|Institution:||Universiteit van Amsterdam|
|Full text PDF:||http://hdl.handle.net/11245/1.445916|
This thesis describes the role and the interpretation of imaging results with hybrid 18F-FDG PET/CT in patients with non-localizing or non-specific signs and symptoms like fever, weight loss, malaise and prolonged increased inflammatory parameters, without a diagnosis after routine diagnostic evaluation. Patients with either fever or inflammation of unknown origin (FUO or IUO) are a diagnostic dilemma, as the aetiology may vary from a self-limiting condition to occult malignancy.
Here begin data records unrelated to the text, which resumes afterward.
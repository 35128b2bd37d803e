//! Coupon frequency.

use serde::{Deserialize, Serialize};
use std::fmt;

use crate::error::{CoreError, CoreResult};

/// Payment frequency for coupon bonds.
///
/// Only frequencies with a supported schedule are representable; raw
/// payments-per-year values are checked through [`Frequency::try_from`].
#[derive(Debug, Clone, Copy, PartialEq, Eq, Hash, Serialize, Deserialize, Default)]
pub enum Frequency {
    /// Semi-annual payments (2 per year)
    #[default]
    SemiAnnual,
    /// Quarterly payments (4 per year)
    Quarterly,
}

impl Frequency {
    /// Returns the number of periods per year.
    #[must_use]
    pub fn periods_per_year(&self) -> u32 {
        match self {
            Frequency::SemiAnnual => 2,
            Frequency::Quarterly => 4,
        }
    }

    /// Returns the number of months per period.
    #[must_use]
    pub fn months_per_period(&self) -> u32 {
        12 / self.periods_per_year()
    }

    /// Nominal length of one coupon period in days, `365 / periods_per_year`.
    #[must_use]
    pub fn nominal_period_days(&self) -> f64 {
        365.0 / f64::from(self.periods_per_year())
    }
}

impl TryFrom<u32> for Frequency {
    type Error = CoreError;

    fn try_from(periods_per_year: u32) -> CoreResult<Self> {
        match periods_per_year {
            2 => Ok(Frequency::SemiAnnual),
            4 => Ok(Frequency::Quarterly),
            other => Err(CoreError::unsupported_frequency(other)),
        }
    }
}

impl From<Frequency> for u32 {
    fn from(frequency: Frequency) -> Self {
        frequency.periods_per_year()
    }
}

impl fmt::Display for Frequency {
    fn fmt(&self, f: &mut fmt::Formatter<'_>) -> fmt::Result {
        let name = match self {
            Frequency::SemiAnnual => "Semi-Annual",
            Frequency::Quarterly => "Quarterly",
        };
        write!(f, "{name}")
    }
}

#[cfg(test)]
mod tests {
    use super::*;
    use approx::assert_relative_eq;

    #[test]
    fn test_frequency_periods() {
        assert_eq!(Frequency::SemiAnnual.periods_per_year(), 2);
        assert_eq!(Frequency::Quarterly.periods_per_year(), 4);
        assert_eq!(Frequency::SemiAnnual.months_per_period(), 6);
        assert_eq!(Frequency::Quarterly.months_per_period(), 3);
    }

    #[test]
    fn test_nominal_period_days() {
        assert_relative_eq!(Frequency::SemiAnnual.nominal_period_days(), 182.5);
        assert_relative_eq!(Frequency::Quarterly.nominal_period_days(), 91.25);
    }

    #[test]
    fn test_try_from_supported() {
        assert_eq!(Frequency::try_from(2).unwrap(), Frequency::SemiAnnual);
        assert_eq!(Frequency::try_from(4).unwrap(), Frequency::Quarterly);
        assert_eq!(u32::from(Frequency::Quarterly), 4);
    }

    #[test]
    fn test_try_from_unsupported() {
        for n in [0, 1, 3, 12] {
            assert_eq!(
                Frequency::try_from(n),
                Err(CoreError::UnsupportedFrequency { frequency: n })
            );
        }
    }
}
An important feature of 18F-FDG is its non-specificity: 18F-FDG shows increased uptake not only in malignant cells, but also in cells involved in infectious and inflammatory processes. Furthermore 18F-FDG PET/CT imaging is able to reveal functional alterations that precede the morphological changes and the integration of anatomical and functional images allows improved interpretation of both abnormal 18F-FDG uptake and suspicious morphological findings. The heterogeneity of FUO and IUO aetiologies and the abundance of diagnostic possibilities have blurred an unambiguous diagnostic strategy in FUO and IUO. 18F-FDG PET/CT, however, shows a high diagnostic yield despite the heterogeneity of underlying aetiologies of the syndromes. After exclusion of systemic (non-focal) diseases 18F-FDG PET/CT has a high negative predictive value and is helpful in identifying patients with benign self-limiting conditions. Notwithstanding the relatively high costs 18F-FDG PET/CT has the potential to become a cost-effective routine imaging technique indicating the direction for further diagnostic decisions and thereby avoiding unnecessary, invasive, and expensive diagnostic investigations.